The invention concerns an interface circuit for actuating an electrical device, especially a pole-changing rotary-current induction motor, with a first contact element coordinated with a signal line carrying an alternating voltage signal in order to produce at least two control signals different from each other. The invention also concerns a circuit arrangement for actuating an electric motor, especially a pole-changing rotary-current induction motor, with a control-switching element having an aforesaid interface circuit, which is connected by a signal line to a control of the electric motor.
It is generally known how to transmit control signals between a control switch and an electric motor by a signal line. In this case, a control signal being transmitted is assigned to each wire of the line. The control signal is characterized by the presence of a voltage or the absence of a voltage on the signal line. One of these two signal states can then bring about functions such as “electric motor turns clockwise”.

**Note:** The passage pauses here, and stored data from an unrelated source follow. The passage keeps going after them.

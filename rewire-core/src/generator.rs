//! Random regular graph generation.
//!
//! Uses the pairing ("stub") model with partial rejection: each node
//! contributes `degree` stubs, the stubs are shuffled and paired, and any pair
//! that would form a self-loop or a parallel edge is returned to the pool for
//! another round. When the leftover stubs admit no valid pair the attempt is
//! abandoned and generation restarts from scratch.
//!
//! Dense requests, where `2 * degree > node_count - 1`, pair stubs for the
//! complementary degree `node_count - 1 - degree` and return the complement.
//! Pairing therefore never runs with more than half of the complete graph's
//! stubs.

use std::{
    collections::{BTreeMap, BTreeSet},
    iter,
};

use tracing::{Span, debug, field, info, instrument, warn};

use crate::{
    Result,
    error::GraphError,
    graph::{Graph, GraphBuilder, NodeId},
    sampling::{RandomSource, shuffle},
};

/// Generates graphs in which every node has the same degree.
///
/// # Examples
/// ```
/// use rand::{SeedableRng, rngs::SmallRng};
/// use rewire_core::{NodeId, RandomRegularGraphGenerator};
///
/// let mut rng = SmallRng::seed_from_u64(8);
/// let graph = RandomRegularGraphGenerator::new()
///     .generate(&mut rng, 6, 2)
///     .expect("6 * 2 is even and 2 < 6");
/// assert_eq!(graph.node_count(), 6);
/// assert_eq!(graph.edge_count(), 6);
/// assert!((0..6).all(|node| graph.degree(NodeId::new(node)) == Some(2)));
/// ```
#[derive(Debug, Clone, Copy, Default)]
pub struct RandomRegularGraphGenerator;

impl RandomRegularGraphGenerator {
    /// Creates a generator.
    #[must_use]
    pub const fn new() -> Self {
        Self
    }

    /// Checks that a `degree`-regular simple graph on `node_count` nodes
    /// exists.
    ///
    /// # Errors
    /// Returns [`GraphError::InvalidParameters`] when `node_count` is zero,
    /// when `degree >= node_count`, or when `node_count * degree` is odd.
    ///
    /// # Examples
    /// ```
    /// use rewire_core::{GraphError, RandomRegularGraphGenerator};
    ///
    /// assert!(RandomRegularGraphGenerator::validate(6, 2).is_ok());
    /// assert!(matches!(
    ///     RandomRegularGraphGenerator::validate(5, 3),
    ///     Err(GraphError::InvalidParameters { .. })
    /// ));
    /// ```
    pub fn validate(node_count: usize, degree: usize) -> Result<()> {
        if node_count == 0 {
            return Err(GraphError::invalid("node count must be at least 1"));
        }
        if degree >= node_count {
            return Err(GraphError::invalid(format!(
                "degree ({degree}) must be smaller than node count ({node_count})"
            )));
        }
        let stubs = node_count.checked_mul(degree).ok_or_else(|| {
            GraphError::invalid(format!(
                "node count ({node_count}) times degree ({degree}) overflows"
            ))
        })?;
        if !stubs.is_multiple_of(2) {
            return Err(GraphError::invalid(format!(
                "node count ({node_count}) times degree ({degree}) must be even"
            )));
        }
        Ok(())
    }

    /// Generates a random `degree`-regular graph on nodes `0..node_count`.
    ///
    /// # Errors
    /// Returns [`GraphError::InvalidParameters`] under the conditions listed
    /// for [`Self::validate`]. No randomness is consumed in that case.
    #[instrument(
        name = "core.generate",
        err,
        skip(self, source),
        fields(attempts = field::Empty, complemented = field::Empty),
    )]
    pub fn generate<S>(&self, source: &mut S, node_count: usize, degree: usize) -> Result<Graph>
    where
        S: RandomSource + ?Sized,
    {
        if let Err(err) = Self::validate(node_count, degree) {
            warn!(node_count, degree, "rejecting regular graph parameters");
            return Err(err);
        }

        let complemented = 2 * degree > node_count - 1;
        let paired_degree = if complemented {
            node_count - 1 - degree
        } else {
            degree
        };
        let (pairs, attempts) = pair_stubs(source, node_count, paired_degree);
        let span = Span::current();
        span.record("attempts", attempts);
        span.record("complemented", complemented);

        let edges = if complemented {
            complement(node_count, &pairs)
        } else {
            pairs
        };
        let graph = GraphBuilder::new()
            .with_nodes((0..node_count).map(|node| NodeId::new(node as u64)))
            .with_edges(edges.into_iter().map(|(a, b)| (a as u64, b as u64)))
            .build();
        info!(
            nodes = graph.node_count(),
            edges = graph.edge_count(),
            "regular graph generated"
        );
        Ok(graph)
    }
}

/// Pairs stubs until an attempt completes, returning the edges and the
/// number of attempts taken.
fn pair_stubs<S>(
    source: &mut S,
    node_count: usize,
    degree: usize,
) -> (BTreeSet<(usize, usize)>, u64)
where
    S: RandomSource + ?Sized,
{
    if degree == 0 {
        return (BTreeSet::new(), 0);
    }
    let mut attempts = 1_u64;
    loop {
        if let Some(pairs) = try_pairing(source, node_count, degree) {
            return (pairs, attempts);
        }
        debug!(attempt = attempts, "stub pairing stalled, restarting");
        attempts += 1;
    }
}

/// Returns every pair `(low, high)` on `0..node_count` absent from `edges`.
fn complement(node_count: usize, edges: &BTreeSet<(usize, usize)>) -> BTreeSet<(usize, usize)> {
    (0..node_count)
        .flat_map(|low| (low + 1..node_count).map(move |high| (low, high)))
        .filter(|pair| !edges.contains(pair))
        .collect()
}

/// Runs one pairing attempt, returning `None` when it cannot complete.
fn try_pairing<S>(
    source: &mut S,
    node_count: usize,
    degree: usize,
) -> Option<BTreeSet<(usize, usize)>>
where
    S: RandomSource + ?Sized,
{
    let mut edges = BTreeSet::new();
    let mut stubs: Vec<usize> = (0..node_count)
        .flat_map(|node| iter::repeat_n(node, degree))
        .collect();

    while !stubs.is_empty() {
        shuffle(source, &mut stubs);
        let mut leftover: BTreeMap<usize, usize> = BTreeMap::new();
        for pair in stubs.chunks_exact(2) {
            let &[first, second] = pair else {
                continue;
            };
            let key = (first.min(second), first.max(second));
            if first != second && edges.insert(key) {
                continue;
            }
            *leftover.entry(first).or_default() += 1;
            *leftover.entry(second).or_default() += 1;
        }

        if !admits_new_edge(&edges, &leftover) {
            return None;
        }
        stubs = leftover
            .into_iter()
            .flat_map(|(node, count)| iter::repeat_n(node, count))
            .collect();
    }

    Some(edges)
}

/// Returns `true` when some pair of distinct leftover nodes is not yet joined.
fn admits_new_edge(edges: &BTreeSet<(usize, usize)>, leftover: &BTreeMap<usize, usize>) -> bool {
    if leftover.is_empty() {
        return true;
    }
    leftover.keys().enumerate().any(|(position, &low)| {
        leftover
            .keys()
            .skip(position + 1)
            .any(|&high| !edges.contains(&(low, high)))
    })
}
//! Command-line interface orchestration for the rewire pipeline.
//!
//! The CLI offers a single `run` command that generates a random regular
//! graph, applies the requested steps, and summarises every snapshot.

mod commands;

pub use commands::{Cli, CliError, Command, ExecutionSummary, RunCommand, render_summary, run_cli};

In the case of the control of pole-changing rotary-current motors, the individual control signals in combination with each other bring about, for example, the functions: “slow left-hand rotation”, “slow right-hand rotation”, “fast left-hand rotation” and “fast right-hand rotation”. In this case, normally three control signals such as “right”, “left” and “fast” are produced by a control switch. If no voltage is present on the control line for the “fast” control signal, the rotary-current motor will turn slowly in the direction imposed by the other control signal. If several axes of a device are motorized with corresponding pole-changing rotary-current motors, additional control signals must be generated by the control switch corresponding to the number of axes. For a three-axis device, such as an industrial bay traveling crane, in which the lifting mechanism, the lifting mechanism trolleys, and the lifting beam are driven by pole-changing rotary-current motors, nine signals and thus also nine signal lines are required, in addition to a reference potential line. Thus, this system entails high costs and a large wiring expense on account of the large number of signal lines.
A customary method of reducing the necessary number of signal lines while maintaining the information content in the form of the different control signals is to convert the parallel signals into serial information. In the state of the art, many serial transmission types are known, from the RS232 interface familiar in PC equipment to bus systems which can very quickly and securely transmit the control signals. The converting of the parallel control signals into serial information and the converting of them back for the subsequent control process is, however, cost-intense. Also, a fault diagnosis for the serial transmission of control signals is more difficult than for parallel signal lines.